#### EXERCISE:
Would you please copy every line from the records that contains the word "todolist"?

SUPPLIED DATA section start

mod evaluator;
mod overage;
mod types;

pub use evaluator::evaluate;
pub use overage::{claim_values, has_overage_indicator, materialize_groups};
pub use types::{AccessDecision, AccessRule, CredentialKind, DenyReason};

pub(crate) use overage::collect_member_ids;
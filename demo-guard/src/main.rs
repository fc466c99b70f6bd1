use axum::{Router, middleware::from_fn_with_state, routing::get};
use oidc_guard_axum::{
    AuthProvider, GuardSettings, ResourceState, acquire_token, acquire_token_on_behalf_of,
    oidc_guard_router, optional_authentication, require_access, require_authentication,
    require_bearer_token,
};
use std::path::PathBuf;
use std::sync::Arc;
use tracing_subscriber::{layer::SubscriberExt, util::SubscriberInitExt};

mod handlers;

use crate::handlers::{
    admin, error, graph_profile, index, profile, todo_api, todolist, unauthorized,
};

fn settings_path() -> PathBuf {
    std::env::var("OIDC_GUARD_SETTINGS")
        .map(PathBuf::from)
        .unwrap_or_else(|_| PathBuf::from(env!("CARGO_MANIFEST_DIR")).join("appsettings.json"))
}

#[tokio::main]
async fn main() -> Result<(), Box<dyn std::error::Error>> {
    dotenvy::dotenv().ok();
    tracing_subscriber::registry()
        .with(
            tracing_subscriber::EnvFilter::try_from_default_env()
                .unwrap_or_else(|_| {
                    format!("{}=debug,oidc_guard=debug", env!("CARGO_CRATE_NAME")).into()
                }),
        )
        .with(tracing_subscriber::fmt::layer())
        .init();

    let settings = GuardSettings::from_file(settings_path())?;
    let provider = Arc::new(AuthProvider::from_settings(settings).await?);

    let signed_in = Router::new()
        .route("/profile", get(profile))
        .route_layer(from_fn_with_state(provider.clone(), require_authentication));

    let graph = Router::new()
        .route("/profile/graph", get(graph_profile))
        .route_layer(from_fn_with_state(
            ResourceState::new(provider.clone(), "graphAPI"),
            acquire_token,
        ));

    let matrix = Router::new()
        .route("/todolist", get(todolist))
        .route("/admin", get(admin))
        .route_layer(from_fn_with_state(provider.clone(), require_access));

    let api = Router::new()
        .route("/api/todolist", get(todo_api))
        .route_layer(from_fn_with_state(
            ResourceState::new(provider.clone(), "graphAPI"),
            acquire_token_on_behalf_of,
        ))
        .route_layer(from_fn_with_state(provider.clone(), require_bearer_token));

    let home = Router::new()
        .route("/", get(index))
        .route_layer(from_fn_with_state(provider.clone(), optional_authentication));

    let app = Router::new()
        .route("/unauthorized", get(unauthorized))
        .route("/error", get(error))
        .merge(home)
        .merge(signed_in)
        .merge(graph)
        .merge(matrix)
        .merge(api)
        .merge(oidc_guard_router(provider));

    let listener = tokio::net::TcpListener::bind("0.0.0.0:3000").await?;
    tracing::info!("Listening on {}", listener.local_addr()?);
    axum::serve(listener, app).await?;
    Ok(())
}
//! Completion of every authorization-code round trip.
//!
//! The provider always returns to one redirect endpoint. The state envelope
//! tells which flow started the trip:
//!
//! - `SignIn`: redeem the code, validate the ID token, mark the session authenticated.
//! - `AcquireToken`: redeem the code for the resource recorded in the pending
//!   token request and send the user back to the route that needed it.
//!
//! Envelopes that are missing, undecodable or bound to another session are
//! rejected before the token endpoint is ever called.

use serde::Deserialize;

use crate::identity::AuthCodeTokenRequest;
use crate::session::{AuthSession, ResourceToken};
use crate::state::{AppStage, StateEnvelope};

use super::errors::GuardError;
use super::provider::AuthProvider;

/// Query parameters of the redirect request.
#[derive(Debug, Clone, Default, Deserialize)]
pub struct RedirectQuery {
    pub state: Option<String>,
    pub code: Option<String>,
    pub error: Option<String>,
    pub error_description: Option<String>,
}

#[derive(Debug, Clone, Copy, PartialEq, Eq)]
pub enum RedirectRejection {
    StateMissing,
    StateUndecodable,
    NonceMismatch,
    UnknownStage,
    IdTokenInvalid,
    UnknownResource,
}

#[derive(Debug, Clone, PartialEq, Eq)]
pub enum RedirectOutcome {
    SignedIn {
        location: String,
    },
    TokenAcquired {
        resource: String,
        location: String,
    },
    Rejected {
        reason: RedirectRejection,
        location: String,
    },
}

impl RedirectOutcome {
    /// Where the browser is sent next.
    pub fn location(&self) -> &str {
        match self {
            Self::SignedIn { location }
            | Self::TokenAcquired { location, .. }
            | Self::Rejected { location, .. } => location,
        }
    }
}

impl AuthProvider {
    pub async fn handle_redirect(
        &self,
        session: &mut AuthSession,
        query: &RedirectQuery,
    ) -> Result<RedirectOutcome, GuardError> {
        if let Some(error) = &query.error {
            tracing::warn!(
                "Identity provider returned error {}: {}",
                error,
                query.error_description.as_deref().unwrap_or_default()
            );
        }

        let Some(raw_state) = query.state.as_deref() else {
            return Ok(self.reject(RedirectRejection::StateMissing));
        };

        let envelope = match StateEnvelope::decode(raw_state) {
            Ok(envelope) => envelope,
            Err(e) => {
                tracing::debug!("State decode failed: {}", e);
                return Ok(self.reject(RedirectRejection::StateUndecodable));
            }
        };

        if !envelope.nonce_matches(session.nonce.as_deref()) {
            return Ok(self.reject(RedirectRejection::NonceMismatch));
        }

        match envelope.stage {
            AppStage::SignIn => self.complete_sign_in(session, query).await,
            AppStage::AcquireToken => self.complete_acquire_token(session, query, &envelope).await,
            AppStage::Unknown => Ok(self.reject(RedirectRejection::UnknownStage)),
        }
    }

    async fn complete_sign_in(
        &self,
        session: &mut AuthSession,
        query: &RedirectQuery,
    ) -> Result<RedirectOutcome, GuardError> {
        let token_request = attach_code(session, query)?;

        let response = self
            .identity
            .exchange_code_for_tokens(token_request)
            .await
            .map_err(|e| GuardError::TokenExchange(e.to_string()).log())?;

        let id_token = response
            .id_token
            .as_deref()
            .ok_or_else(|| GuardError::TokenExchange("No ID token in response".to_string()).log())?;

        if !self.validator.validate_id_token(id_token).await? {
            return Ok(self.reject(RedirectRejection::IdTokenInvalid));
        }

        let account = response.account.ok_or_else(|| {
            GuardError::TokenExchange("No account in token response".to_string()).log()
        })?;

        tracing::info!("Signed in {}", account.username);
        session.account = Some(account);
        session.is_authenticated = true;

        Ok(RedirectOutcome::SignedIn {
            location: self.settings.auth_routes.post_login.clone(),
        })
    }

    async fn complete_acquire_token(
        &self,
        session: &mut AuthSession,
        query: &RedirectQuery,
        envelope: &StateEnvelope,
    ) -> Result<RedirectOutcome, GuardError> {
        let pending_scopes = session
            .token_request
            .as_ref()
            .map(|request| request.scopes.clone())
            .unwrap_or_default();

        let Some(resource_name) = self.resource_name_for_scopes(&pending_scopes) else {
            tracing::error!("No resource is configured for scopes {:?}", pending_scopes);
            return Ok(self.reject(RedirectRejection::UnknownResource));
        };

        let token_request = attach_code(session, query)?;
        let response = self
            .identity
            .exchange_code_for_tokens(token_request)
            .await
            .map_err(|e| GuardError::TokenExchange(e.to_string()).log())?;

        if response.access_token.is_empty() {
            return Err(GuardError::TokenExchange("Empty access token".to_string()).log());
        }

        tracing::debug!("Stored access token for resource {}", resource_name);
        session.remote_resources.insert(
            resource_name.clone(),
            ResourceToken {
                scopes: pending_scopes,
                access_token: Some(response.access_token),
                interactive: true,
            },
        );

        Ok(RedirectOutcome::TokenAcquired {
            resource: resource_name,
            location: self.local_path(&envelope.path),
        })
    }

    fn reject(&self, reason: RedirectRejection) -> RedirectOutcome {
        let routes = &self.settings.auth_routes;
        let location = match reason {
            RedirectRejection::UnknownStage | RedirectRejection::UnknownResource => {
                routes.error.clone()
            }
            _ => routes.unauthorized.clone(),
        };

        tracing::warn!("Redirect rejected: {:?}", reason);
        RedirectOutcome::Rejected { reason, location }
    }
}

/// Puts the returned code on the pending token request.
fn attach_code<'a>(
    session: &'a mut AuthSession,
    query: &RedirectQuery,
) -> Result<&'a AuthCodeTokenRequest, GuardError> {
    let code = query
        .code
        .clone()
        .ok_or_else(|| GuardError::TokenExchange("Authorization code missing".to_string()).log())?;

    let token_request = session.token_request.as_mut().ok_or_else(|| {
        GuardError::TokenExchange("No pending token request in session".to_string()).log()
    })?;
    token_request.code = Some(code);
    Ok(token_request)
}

SUPPLIED DATA section end

#### SOLUTION FOR THIS EXERCISE:
    admin, error, graph_profile, index, profile, todo_api, todolist, unauthorized,
        .route("/todolist", get(todolist))
        .route("/api/todolist", get(todo_api))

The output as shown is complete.